In the case of a polymer fuel cell, appropriate moisture is necessary so as for an ion exchange membrane of a membrane electrode assembly (MEA) to smoothly perform a function, and to this end, the fuel cell system adopts a humidifier for humidifying reaction gas supplied to the fuel cell stack. The humidifier humidifies air supplied from the air supplier by using moisture in high-temperature and humid air discharged from the cathode of the fuel cells and supplies the humidified air to the cathode of the fuel cells. Further, the fuel cell system includes a hydrogen recirculator for mixing hydrogen discharged from the anode of the fuel cells and hydrogen supplied from the hydrogen supplier, and supplying the mixed hydrogen to the anode again.
A flooding phenomenon, in which a large amount of condensate water is left in the anode may be generated in the fuel cell stack. The flooding phenomenon may block hydrogen inflow to the anode by the condensate water to drop cell voltages of the fuel cells.
Accordingly, the fuel cell system includes a water trap and a drain valve as condensate water discharge devices for discharging the condensate water left within the anode of the fuel cells to the outside. The water trap may store condensate water discharged from the anode, and the drain valve may selectively discharge condensate water within the water trap according to a detection signal of a level sensor provided inside the water trap. Here, the water trap is installed in a drain line connecting a hydrogen exhaust line and an air exhaust line of the fuel cell stack, and supplies condensate water to the humidifier in a state where the drain line is opened through the drain valve. However, the condensate water of the water trap flows into the humidifier and moisture re-flows into the fuel cell stack in the flooding condition of the fuel cell, so that the cell voltages of the fuel cells by the flooding phenomenon of the fuel cell may be more seriously decreased.
During high-power driving of the fuel cell stack, high-temperature and dry air is discharged from the fuel cell stack, and there may incur a dry-out phenomenon in which the amount of moisture within the stack is insufficient due to excessive supply of air or high-temperature driving. The dry-out phenomenon may increase electric resistance of the cathode, thereby increasing deviation of a cell voltage. Particularly, movement momentum of air excessively supplied during the high-power driving of the fuel cell stack discharges even moisture necessary in the cathode, and decreases relative humidity of supplied air due to an increase in the amount of saturated water vapor under a high-temperature condition, thereby causing a dry-out phenomenon of the fuel cell stack.

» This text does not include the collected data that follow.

//! In-memory TTL cache with stale-while-revalidate and oldest-first eviction.

use std::sync::Arc;
use std::sync::atomic::{AtomicU64, Ordering};
use std::time::Duration;

use dashmap::DashMap;
use regex::Regex;
use serde_json::Value;
use tokio::time::Instant;
use tracing::{debug, trace, warn};

use salesdash_core::{CacheState, CacheStatus, CacheTag};

use super::options::CacheOptions;
use crate::metrics;

/// A stored value with its freshness window.
///
/// Entries are never mutated: a second `set` for the same key replaces the
/// entry wholesale. `expiry_time` is always `timestamp + ttl`.
#[derive(Debug, Clone)]
pub struct CacheEntry<T> {
    data: T,
    timestamp: Instant,
    expiry_time: Instant,
    tag: CacheTag,
    sequence: u64,
}

impl<T> CacheEntry<T> {
    /// Returns a reference to the cached data.
    #[inline]
    pub fn data(&self) -> &T {
        &self.data
    }

    /// When the entry was stored.
    #[inline]
    pub fn timestamp(&self) -> Instant {
        self.timestamp
    }

    /// When the entry stops being fresh.
    #[inline]
    pub fn expiry_time(&self) -> Instant {
        self.expiry_time
    }

    /// Provenance marker supplied on `set`.
    #[inline]
    pub fn tag(&self) -> &CacheTag {
        &self.tag
    }

    fn is_expired(&self, now: Instant) -> bool {
        self.expiry_time <= now
    }

    /// Eviction order: oldest timestamp first, insertion order breaks ties.
    fn age_rank(&self) -> (Instant, u64) {
        (self.timestamp, self.sequence)
    }
}

/// Counters describing cache activity since creation or the last `clear`.
#[derive(Debug, Clone, Copy, Default, PartialEq, Eq)]
pub struct CacheStats {
    /// Lookups answered with fresh data.
    pub hits: u64,
    /// Lookups that found nothing usable.
    pub misses: u64,
    /// Lookups answered with stale data.
    pub stale_hits: u64,
    /// Entries removed to make room for new ones.
    pub evictions: u64,
    /// Entries removed by `invalidate`.
    pub invalidations: u64,
    /// Entries dropped because they expired.
    pub expirations: u64,
    /// Entries currently stored.
    pub size: usize,
}

#[derive(Debug, Default)]
struct Counters {
    hits: AtomicU64,
    misses: AtomicU64,
    stale_hits: AtomicU64,
    evictions: AtomicU64,
    invalidations: AtomicU64,
    expirations: AtomicU64,
}

impl Counters {
    fn reset(&self) {
        for counter in [
            &self.hits,
            &self.misses,
            &self.stale_hits,
            &self.evictions,
            &self.invalidations,
            &self.expirations,
        ] {
            counter.store(0, Ordering::Relaxed);
        }
    }
}

#[derive(Debug)]
struct CacheInner<T> {
    label: CacheTag,
    options: CacheOptions,
    entries: DashMap<String, CacheEntry<T>>,
    sequence: AtomicU64,
    counters: Counters,
}

/// A keyed TTL store for upstream results.
///
/// Cloning is cheap and clones share the same store, so one instance can be
/// handed to the coordinator and to background revalidation tasks.
///
/// # Expiry
///
/// - Before `expiry_time` a lookup returns [`CacheState::Actual`].
/// - After it, with `stale_while_revalidate` enabled, the entry is kept and
///   returned as [`CacheState::Stale`]; the caller decides whether to refetch.
/// - After it, without `stale_while_revalidate`, the entry is deleted and the
///   lookup misses.
///
/// # Capacity
///
/// Inserting a new key into a full store first evicts the single entry with
/// the oldest `timestamp`.
///
/// # Example
///
/// ```
/// use std::time::Duration;
/// use salesdash::cache::{CacheManager, CacheOptions};
///
/// # #[tokio::main(flavor = "current_thread")]
/// # async fn main() {
/// let cache = CacheManager::new("weekly", CacheOptions::default().max_entries(10));
/// cache.set("sales:week=1", serde_json::json!({"total": 10}), "upstream", None);
/// let state = cache.get("sales:week=1").unwrap();
/// assert!(!state.is_stale());
/// assert_eq!(cache.invalidate("sales:*"), 1);
/// # }
/// ```
#[derive(Debug)]
pub struct CacheManager<T = Value> {
    inner: Arc<CacheInner<T>>,
}

impl<T> Clone for CacheManager<T> {
    fn clone(&self) -> Self {
        Self {
            inner: Arc::clone(&self.inner),
        }
    }
}

impl<T> CacheManager<T>
where
    T: Clone,
{
    /// Creates an empty cache instance.
    pub fn new(label: impl Into<CacheTag>, options: CacheOptions) -> Self {
        Self {
            inner: Arc::new(CacheInner {
                label: label.into(),
                options,
                entries: DashMap::new(),
                sequence: AtomicU64::new(0),
                counters: Counters::default(),
            }),
        }
    }

    /// The instance label used in logs and metrics.
    pub fn label(&self) -> &CacheTag {
        &self.inner.label
    }

    /// The options this instance was built with.
    pub fn options(&self) -> &CacheOptions {
        &self.inner.options
    }

    /// Stores `data` under `key` for `ttl`, or the default TTL when `None`.
    ///
    /// When the store is full and `key` is new, the oldest entry is evicted
    /// first, which may drop an unrelated key.
    pub fn set(&self, key: &str, data: T, tag: impl Into<CacheTag>, ttl: Option<Duration>) {
        let ttl = ttl.unwrap_or(self.inner.options.default_ttl);
        let now = Instant::now();
        let entry = CacheEntry {
            data,
            timestamp: now,
            expiry_time: now + ttl,
            tag: tag.into(),
            sequence: self.inner.sequence.fetch_add(1, Ordering::Relaxed),
        };

        if !self.inner.entries.contains_key(key) {
            while self.inner.entries.len() >= self.inner.options.max_entries.max(1) {
                if !self.evict_oldest() {
                    break;
                }
            }
        }

        trace!(cache = %self.inner.label, key, ttl_ms = ttl.as_millis() as u64, "cache set");
        self.inner.entries.insert(key.to_owned(), entry);
    }

    /// Looks up `key`.
    ///
    /// Returns `None` on a miss. Expired entries are returned as
    /// [`CacheState::Stale`] when stale-while-revalidate is enabled and are
    /// deleted otherwise.
    pub fn get(&self, key: &str) -> Option<CacheState<T>> {
        let now = Instant::now();
        // Copy out and release the shard guard before any removal.
        let found = self
            .inner
            .entries
            .get(key)
            .map(|entry| (entry.is_expired(now), entry.data.clone()));
        let state = match found {
            None => None,
            Some((false, data)) => Some(CacheState::Actual(data)),
            Some((true, data)) if self.inner.options.stale_while_revalidate => {
                Some(CacheState::Stale(data))
            }
            Some((true, _)) => {
                self.expire(key);
                None
            }
        };
        self.record_lookup(key, state.as_ref().map_or(CacheStatus::Miss, CacheState::status));
        state
    }

    /// Returns whether `key` is present, applying the same expiry rules as
    /// [`get`](Self::get), including deletion of expired entries.
    pub fn has(&self, key: &str) -> bool {
        let now = Instant::now();
        let expired = match self.inner.entries.get(key) {
            None => return false,
            Some(entry) => entry.is_expired(now),
        };
        if expired && !self.inner.options.stale_while_revalidate {
            self.expire(key);
            return false;
        }
        true
    }

    /// Remaining freshness of `key`, `None` when missing or already expired.
    pub fn ttl(&self, key: &str) -> Option<Duration> {
        let now = Instant::now();
        self.inner
            .entries
            .get(key)
            .and_then(|entry| entry.expiry_time.checked_duration_since(now))
            .filter(|remaining| !remaining.is_zero())
    }

    /// Returns a copy of the raw entry for `key` without applying expiry.
    pub fn entry(&self, key: &str) -> Option<CacheEntry<T>> {
        self.inner.entries.get(key).map(|entry| entry.clone())
    }

    /// Deletes `key`, counted as an invalidation. Returns whether it existed.
    pub fn remove(&self, key: &str) -> bool {
        let removed = self.inner.entries.remove(key).is_some();
        if removed {
            self.inner.counters.invalidations.fetch_add(1, Ordering::Relaxed);
            debug!(cache = %self.inner.label, key, "cache entry removed");
        }
        removed
    }

    /// Deletes every key matching `pattern`, where `*` matches anything.
    ///
    /// Returns the number of entries removed.
    pub fn invalidate(&self, pattern: &str) -> usize {
        let matcher = match glob_to_regex(pattern) {
            Ok(matcher) => matcher,
            Err(err) => {
                warn!(cache = %self.inner.label, pattern, error = %err, "invalid invalidation pattern");
                return 0;
            }
        };
        let before = self.inner.entries.len();
        self.inner.entries.retain(|key, _| !matcher.is_match(key));
        let removed = before.saturating_sub(self.inner.entries.len());
        self.inner
            .counters
            .invalidations
            .fetch_add(removed as u64, Ordering::Relaxed);
        debug!(cache = %self.inner.label, pattern, removed, "cache invalidated");
        removed
    }

    /// Removes every expired entry, stale-while-revalidate or not.
    pub fn purge_expired(&self) -> usize {
        let now = Instant::now();
        let before = self.inner.entries.len();
        self.inner.entries.retain(|_, entry| !entry.is_expired(now));
        let removed = before.saturating_sub(self.inner.entries.len());
        self.inner
            .counters
            .expirations
            .fetch_add(removed as u64, Ordering::Relaxed);
        removed
    }

    /// Empties the store and resets its counters.
    pub fn clear(&self) {
        self.inner.entries.clear();
        self.inner.counters.reset();
        debug!(cache = %self.inner.label, "cache cleared");
    }

    /// Number of stored entries, expired ones included.
    pub fn len(&self) -> usize {
        self.inner.entries.len()
    }

    /// Returns `true` when nothing is stored.
    pub fn is_empty(&self) -> bool {
        self.inner.entries.is_empty()
    }

    /// Snapshot of the activity counters.
    pub fn stats(&self) -> CacheStats {
        let counters = &self.inner.counters;
        CacheStats {
            hits: counters.hits.load(Ordering::Relaxed),
            misses: counters.misses.load(Ordering::Relaxed),
            stale_hits: counters.stale_hits.load(Ordering::Relaxed),
            evictions: counters.evictions.load(Ordering::Relaxed),
            invalidations: counters.invalidations.load(Ordering::Relaxed),
            expirations: counters.expirations.load(Ordering::Relaxed),
            size: self.inner.entries.len(),
        }
    }

    fn expire(&self, key: &str) {
        if self.inner.entries.remove(key).is_some() {
            self.inner.counters.expirations.fetch_add(1, Ordering::Relaxed);
            trace!(cache = %self.inner.label, key, "expired entry removed");
        }
    }

    fn evict_oldest(&self) -> bool {
        let oldest = self
            .inner
            .entries
            .iter()
            .min_by_key(|entry| entry.value().age_rank())
            .map(|entry| entry.key().clone());
        let Some(key) = oldest else {
            return false;
        };
        let evicted = self.inner.entries.remove(&key).is_some();
        if evicted {
            self.inner.counters.evictions.fetch_add(1, Ordering::Relaxed);
            metrics::record_eviction(self.inner.label.as_str());
            debug!(cache = %self.inner.label, key, "evicted oldest entry");
        }
        evicted
    }

    fn record_lookup(&self, key: &str, status: CacheStatus) {
        let counter = match status {
            CacheStatus::Hit => &self.inner.counters.hits,
            CacheStatus::Miss => &self.inner.counters.misses,
            CacheStatus::Stale => &self.inner.counters.stale_hits,
        };
        counter.fetch_add(1, Ordering::Relaxed);
        metrics::record_cache_lookup(self.inner.label.as_str(), status);
        trace!(cache = %self.inner.label, key, status = status.as_str(), "cache lookup");
    }
}

/// Compiles a `*` glob into an anchored regex; every other character is literal.
fn glob_to_regex(pattern: &str) -> Result<Regex, regex::Error> {
    let body = pattern
        .split('*')
        .map(regex::escape)
        .collect::<Vec<_>>()
        .join(".*");
    Regex::new(&format!("^{body}$"))
}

The aforementioned humidity management of the fuel cell stack corresponding to the flooding condition and the dry-out condition of the fuel cell is variously evaluated through a regulative method, and the regulative method has an advantage in that the flooding condition and the dry-out condition of the fuel cell may be improved without adding a separate component. However, the regulative method may degrade fuel efficiency due to additional use of power and fuel according to an operation of a heater, or additional purging of hydrogen and supply of air under the flooding condition of the fuel cell, and performance of forced cooling, forced load, air pressure, and the like under the dry-out condition of the fuel cell.
The above information disclosed in this Background section is only for enhancement of understanding of the background of the disclosure, and therefore, it may contain information that does not form the prior art that is already known in this country to a person of ordinary skill in the art.